To explore the complex relationships of Elymus s.s. and detect patterns of reticulation caused by hybridization and incomplete lineage sorting, an unrooted phylogenetic network analysis, including associated species, was performed for Set 1 and Set 2 using SplitsTree 4.0 (Huson and Bryant 2006). Default settings were used, implementing Neighbor-Net analysis with the variance of ordinary least squares, EqualAngle, Uncorrected P, and missing data treated as unknown. Bootstrapping was conducted with 10 000 replicates. Finally, two phylogenetic multispecies coalescent-based analyses with SVDquartets (Chifman and Kubatko 2014) in PAUP* v.4.0a169 (Swofford 2003) were performed to assess the relationships within the identified groups. Elymus sibiricus and E. confuses were used as an outgroup in the analysis of Eurasian group, and E. lanceolatus as an outgroup in the analysis of the American group. All quartets were evaluated, and branch support was assessed through 10 000 nonparametric bootstrap replicates. SVDquartets is computationally efficient when analyzing a large amount of SNP data under the MSC and can be applied without any loss of power to infer the true species tree (Wascher and Kubatko 2021).

Results

DArTseqLD™

The processed sequence dataset provided by DArT Pty Ltd. contained in total 282 genotypes with 20 790 codominant binary SNP markers and 48% missing data, which could be expected from next generation sequences analyses with a taxonomical diverse set of genotypes. For Set 1, the filtering removed 235 unreproducible loci (≤ 95%), 8 624 loci below 50% call rate, and 5017 minor alleles (≤ 2%), resulting in 6914 binary SNPs with 33% of missing data and all genotypes remained. Additionally, 3201 secondary loci were removed prior to the STRUCTURE analyses resulting in 3713 loci left in the analysis. Following initial exploratory analyses with SplitsTree and PCoA, one accession (CHL18-39 E. glaucescens) was identified as a hybrid accession and removed from subsequent analyses. The filtering in Set 2, using a threshold for individual call rate at ≥ 40%, resulted in 187 remaining genotypes with in total 6305 binary SNPs and 27% missing data. After the removal of 147 secondaries only, 4888 unlinked loci were left for the STRUCTURE analysis.
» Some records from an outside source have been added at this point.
// wcf-message
//
// Copyright: 2024, The wcf-message Authors
// License: Mozilla Public License v2.0 (MPL v2.0)

use anyhow::Result;
use pretty_assertions::assert_eq;
use serde_json::json;

use wcf_message::test::{mock_data, RawMessageBuilder};
use wcf_message::{MessageError, MessageId, MessageView};

use super::{builder, strict_builder};

#[test]
fn test_revoke_rewrites_content() -> Result<()> {
    let raw = RawMessageBuilder::new_with_index(1)
        .set_type(10002)
        .set_sender(mock_data::ACCOUNT_ID)
        .set_is_self(1)
        .set_content(mock_data::revoke_content("revokemsg", Some("12345")))
        .build();

    let view = builder().build(raw)?;

    assert_eq!(
        view.to_json_value()?,
        json!({
            "isSelf": true,
            "isGroup": false,
            "isPyq": false,
            "data": {
                "type": 10002,
                "content": "你撤回了一条消息",
                "sender": "wxid_me",
                "msgid": "1000001",
                "roomid": null,
                "xml": "<msgsource />",
                "thumb": null,
                "extra": null,
                "time": mock_data::reference_date().timestamp_millis(),
            },
            "revokmsgid": "12345",
            "isRevokeMsg": true,
        })
    );
    assert_eq!(view.revoked_msg_id(), Some(&MessageId::from("12345")));
    Ok(())
}

#[test]
fn test_other_sysmsg_is_left_alone() -> Result<()> {
    let content = mock_data::revoke_content("pat", Some("12345"));
    let raw = RawMessageBuilder::new_with_index(1)
        .set_type(10002)
        .set_content(content.clone())
        .build();

    let view = builder().build(raw)?;

    assert!(!view.is_revoke());
    assert_eq!(view.revoked_msg_id(), None);
    assert_eq!(view.content(), content);
    Ok(())
}

#[test]
fn test_plain_message_is_not_a_revoke() -> Result<()> {
    let view = builder().build(RawMessageBuilder::new_with_index(1).build())?;
    assert!(!view.is_revoke());
    assert_eq!(view.to_json_value()?["revokmsgid"], json!(null));
    assert_eq!(view.content(), "Message 1");
    Ok(())
}

#[test]
fn test_missing_newmsgid_is_tolerated_by_default() {
    let raw = RawMessageBuilder::new_with_index(1)
        .set_type(10002)
        .set_content(mock_data::revoke_content("revokemsg", None))
        .build();

    let view = MessageView::new(raw);

    assert!(view.is_revoke());
    assert_eq!(view.revoked_msg_id(), None);
    assert_eq!(view.content(), "你撤回了一条消息");
}

#[test]
fn test_missing_newmsgid_is_rejected_when_strict() {
    let raw = RawMessageBuilder::new_with_index(4)
        .set_type(10002)
        .set_content(mock_data::revoke_content("revokemsg", None))
        .build();

    let result = strict_builder().build(raw);

    assert!(matches!(
        result,
        Err(MessageError::MissingRevokedMessageId { ref msgid }) if msgid.as_str() == "1000004"
    ));
}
In Set 3, including species in the Eurasian group, filtering resulted in 104 genotypes and 3591 SNP markers (22% missing), and Set 4, including species in the American group, 83 genotypes and 5589 SNP markers (25% missing data) remained. It was assumed that the amount of missing data could be tolerated without losing accuracy due to the large number of informative genetic markers in the analyses (Philippe et al. 2004).

Phylogenetic analyses

Set 1 and Set 2 were used for network analysis in SplitsTree (Figs. 2 and 3). The results from Set 1 showed a separation between StY and StH species with a further division of the StH species into two major groups, also evident in the analysis of Set 2. The clustering of the StH accessions is highly correlated with geographical origin. One group included all the American species, except E. kamczadalorum, not separating between North and South America. The other group included the Eurasian species, as well as the circumpolar species E. macrourus and E. alaskanus. Based on the assumption that the two groups found in the SplitsTree, PCoA and STRUCTURE analyses have independent origins, the SVDquartets analyses in PAUP* (Fig. 4) were performed independently for species in the American and Eurasian clade, respectively. The outgroups were chosen based on the SplitsTree phylogenetic network using Set 2.

Fig. 2
figure 2

SplitsTree phylogenetic network (Huson and Bryant 2006) reconstructed using Set 2, including tetraploid genotypes of StH Elymus species (n = 187) and 6 305 binary SNPs. Blue species names indicate South American origin

Fig. 3
figure 3

SplitsTree phylogenetic network (Huson and Bryant 2006) reconstructed using Set 1, including all genotypes, both StH and associated species (n = 282) and 6 914 binary SNPs

Fig. 4
figure 4

Phylogenetic trees based on SVDquartets, conducted with PAUP, using DArTseqLD™ SNP data with 10 000 nonparametric bootstrap replicates. The analysis was performed with species identified belonging to the Eurasian (Set 3) and American (Set 4) clade, respectively, with outgroup chosen based on the SplitsTree phylogenetic network using Set 2. Bootstrap values are indicated above branches and branches with a posterior probability < 0.75 are shown as polytomies. Blue species names indicate South American origin

In the SplitsTree analysis of Set 1, Pseudoroegneria spicata and the American Hordeum spp. were grouped together with the “American” Elymus StH species, while P. strigosa and H. roshevitzii grouped together with the Eurasian Elymus StH species. In contrast, P. ferganensis was intermediate and did not show clear affiliation to any group. The SplitsTree network placed Eremium erianthum together with Psathyrostachys juncea. Elymus repens appeared as an intermediate with a (partial) reticulate relationship between StY and StH genome combinations. The hexaploid E. scabriglumis appeared in a network associated with the American Hordeum group and the second American StH subgroup most closely related to E. trachycaulus.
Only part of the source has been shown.